Przez pierwsze 2 tygodnie suma czasu spędzonego na przystankach na pewno nie przekroczyła 10 minut. A byłem prawdziwym heavy userem!

Londyńska firma konsultingowa Credo, przeprowadziła badanie systemów komunikacji publicznej w 35 światowych metropoliach. Singapurska znalazła się na pierwszym miejscu a pod względem efektywności kosztowej, a końcowym rozrachunku przegrała tylko z odwiecznym rywalem z północy – Hong Kongiem.

Zgodnie z danymi Biura Transportu Lądowego 52,4 % Singapurczyków codziennie używa transportu publicznego celem dostania się do pracy lub szkoły, podczas gdy jedynie 41,6 % wybiera własny samochód.

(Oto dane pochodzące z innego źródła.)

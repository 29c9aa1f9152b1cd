//! Converting a JSON document to dotted text and back.
//!
//! Run with: cargo run --example json_round_trip

use serde_dotted::{json_to_text, text_to_json, DottedOptions};
use std::error::Error;

fn main() -> Result<(), Box<dyn Error>> {
    let json = r#"{
        "service": { "name": "api", "replicas": 3 },
        "features": { "beta": true, "regions": ["eu", "us"] }
    }"#;

    let options = DottedOptions::new().with_timestamp_header("service.json");
    let text = json_to_text(json, &options)?;
    println!("{}", text);

    // Leaves come back as strings
    let back = text_to_json(&text, &options)?;
    print!("{}", back);

    Ok(())
}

Dzięki temu każdego dnia autobusy, pociągi i taksówki obsługują łącznie 5,3 mln kursów.

Jakim cudem Singapurczycy mogli osiągnąć taką efektywność?

przystanek-singapur

Tu każdy płaci za transport. Nie ma pasażerów na gapę.

Przejazdy pociągami i autobusami opłaca się kartą ezlink, wykorzystującą łączność bezprzewodową. Kartę doładowuje się w specjalnych terminalach rozsianych w pobliżu stacji metra i wykorzystuje jako elektroniczną portmonetkę.

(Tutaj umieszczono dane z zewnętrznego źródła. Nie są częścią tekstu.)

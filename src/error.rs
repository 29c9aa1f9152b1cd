//! Error types for dotted-key conversion.
//!
//! The nested map and the codec share one [`Error`] type:
//!
//! - **Key errors**: a dynamic source offered a key that is not a string, or a
//!   dotted path that does not exist was read or removed
//! - **Source errors**: a bulk update was given something that is neither a map
//!   nor a sequence of `[key, value]` pairs
//! - **Type mismatches**: a text leaf could not be parsed into the requested Rust type
//! - **Document / I/O errors**: JSON text or the underlying reader/writer failed
//!
//! Malformed lines are never an error: the line parser is permissive.
//!
//! ## Examples
//!
//! ```rust
//! use serde_dotted::{Error, NestedMap};
//!
//! let map = NestedMap::new();
//! let err = map.get("a.b").unwrap_err();
//! assert!(matches!(err, Error::KeyNotFound { .. }));
//! assert!(err.to_string().contains("a.b"));
//! ```

use std::fmt;
use thiserror::Error;

/// Represents all possible errors raised by the nested map and the codec.
#[derive(Debug, Clone, PartialEq, Error)]
pub enum Error {
    /// IO error during reading or writing
    #[error("IO error: {0}")]
    Io(String),

    /// A key presented to the nested map is not a string
    #[error("Invalid key: {0} is not a string")]
    InvalidKey(String),

    /// An element of a pair sequence is not a `[key, value]` pair
    #[error("Invalid entry: {0} is not a [key, value] pair")]
    InvalidEntry(String),

    /// The source of a bulk update is neither a map nor a pair sequence
    #[error("Invalid source: {0} is not a map or a sequence of pairs")]
    InvalidSource(String),

    /// A dotted path is missing at some depth
    #[error("No such key: {key}")]
    KeyNotFound { key: String },

    /// A leaf could not be converted to the requested type
    #[error("Type mismatch: expected {expected}, found {found}")]
    TypeMismatch { expected: String, found: String },

    /// Unsupported type for flattening
    #[error("Unsupported type: {0}")]
    UnsupportedType(String),

    /// The JSON side of a conversion failed to parse or render
    #[error("Document error: {0}")]
    Document(String),

    /// Custom error
    #[error("Error: {0}")]
    Custom(String),
}

impl Error {
    /// Creates an invalid-key error, rendering the offending key.
    ///
    /// # Examples
    ///
    /// ```rust
    /// use serde_dotted::Error;
    ///
    /// let err = Error::invalid_key(7);
    /// assert_eq!(err.to_string(), "Invalid key: 7 is not a string");
    /// ```
    pub fn invalid_key<T: fmt::Display>(key: T) -> Self {
        Error::InvalidKey(key.to_string())
    }

    /// Creates an invalid-entry error for a malformed pair.
    pub fn invalid_entry<T: fmt::Display>(entry: T) -> Self {
        Error::InvalidEntry(entry.to_string())
    }

    /// Creates an invalid-source error for an update source of the wrong kind.
    pub fn invalid_source<T: fmt::Display>(source: T) -> Self {
        Error::InvalidSource(source.to_string())
    }

    /// Creates a key-not-found error for the full dotted key.
    ///
    /// # Examples
    ///
    /// ```rust
    /// use serde_dotted::Error;
    ///
    /// let err = Error::key_not_found("w.z");
    /// assert_eq!(err.to_string(), "No such key: w.z");
    /// ```
    pub fn key_not_found(key: &str) -> Self {
        Error::KeyNotFound {
            key: key.to_string(),
        }
    }

    /// Creates a type mismatch error when a leaf cannot become the requested type.
    ///
    /// # Examples
    ///
    /// ```rust
    /// use serde_dotted::Error;
    ///
    /// let err = Error::type_mismatch("u32", "abc");
    /// assert!(err.to_string().contains("expected u32"));
    /// ```
    pub fn type_mismatch(expected: &str, found: &str) -> Self {
        Error::TypeMismatch {
            expected: expected.to_string(),
            found: found.to_string(),
        }
    }

    /// Creates an unsupported type error.
    pub fn unsupported_type(msg: &str) -> Self {
        Error::UnsupportedType(msg.to_string())
    }

    /// Creates a document error from a JSON failure.
    pub fn document<T: fmt::Display>(msg: T) -> Self {
        Error::Document(msg.to_string())
    }

    /// Creates a custom error with a display message.
    pub fn custom<T: fmt::Display>(msg: T) -> Self {
        Error::Custom(msg.to_string())
    }

    /// Creates an I/O error for reading/writing failures.
    pub fn io(msg: &str) -> Self {
        Error::Io(msg.to_string())
    }
}

impl serde::ser::Error for Error {
    fn custom<T: fmt::Display>(msg: T) -> Self {
        Error::Custom(msg.to_string())
    }
}

/// What a map visitor expects when it meets a key that is not a string.
pub(crate) const STRING_KEY: &str = "a string key";

impl serde::de::Error for Error {
    fn custom<T: fmt::Display>(msg: T) -> Self {
        Error::Custom(msg.to_string())
    }

    fn invalid_type(unexp: serde::de::Unexpected<'_>, exp: &dyn serde::de::Expected) -> Self {
        let expected = exp.to_string();
        if expected == STRING_KEY {
            Error::InvalidKey(unexp.to_string())
        } else {
            Error::type_mismatch(&expected, &unexp.to_string())
        }
    }
}

pub type Result<T> = std::result::Result<T, Error>;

Każdy z autobusów wyposażony jest w dwoje drzwi. Przednie służą do wchodzenia, a tylne do wychodzenia – proste jak drut, choć przy dużym ścisku zdarzają się niekiedy wyjątki, kiedy na tyły przeprać się nie sposób. Kiedy stawiamy stopę na podłodze autobusu, to możemy być pewni, że jesteśmy pilnie obserwowani przez kierowcę. Nie oderwie on od nas wzroku dopóki nie usłyszy dźwięku sygnalizującego przyłożenie karty do czytnika. I tak z każdym pasażerem. Ten, kto nie ma karty, może zapłacić drobniakami, ale nieco więcej. Ten, kto nie ma drobniaków, musi zrobić użytek z nóg.

przystanek-singapur-2

Jeśli chcemy wysiąść, musimy przycisnąć przycisk – tu każdy przystanek jest odpowiednikiem polskiego „na żądanie”. Ta sama reguła odnosi się do ludzi czekających na autobus – machnięcie ręką w kierunku kierowcy powinno załatwić sprawę.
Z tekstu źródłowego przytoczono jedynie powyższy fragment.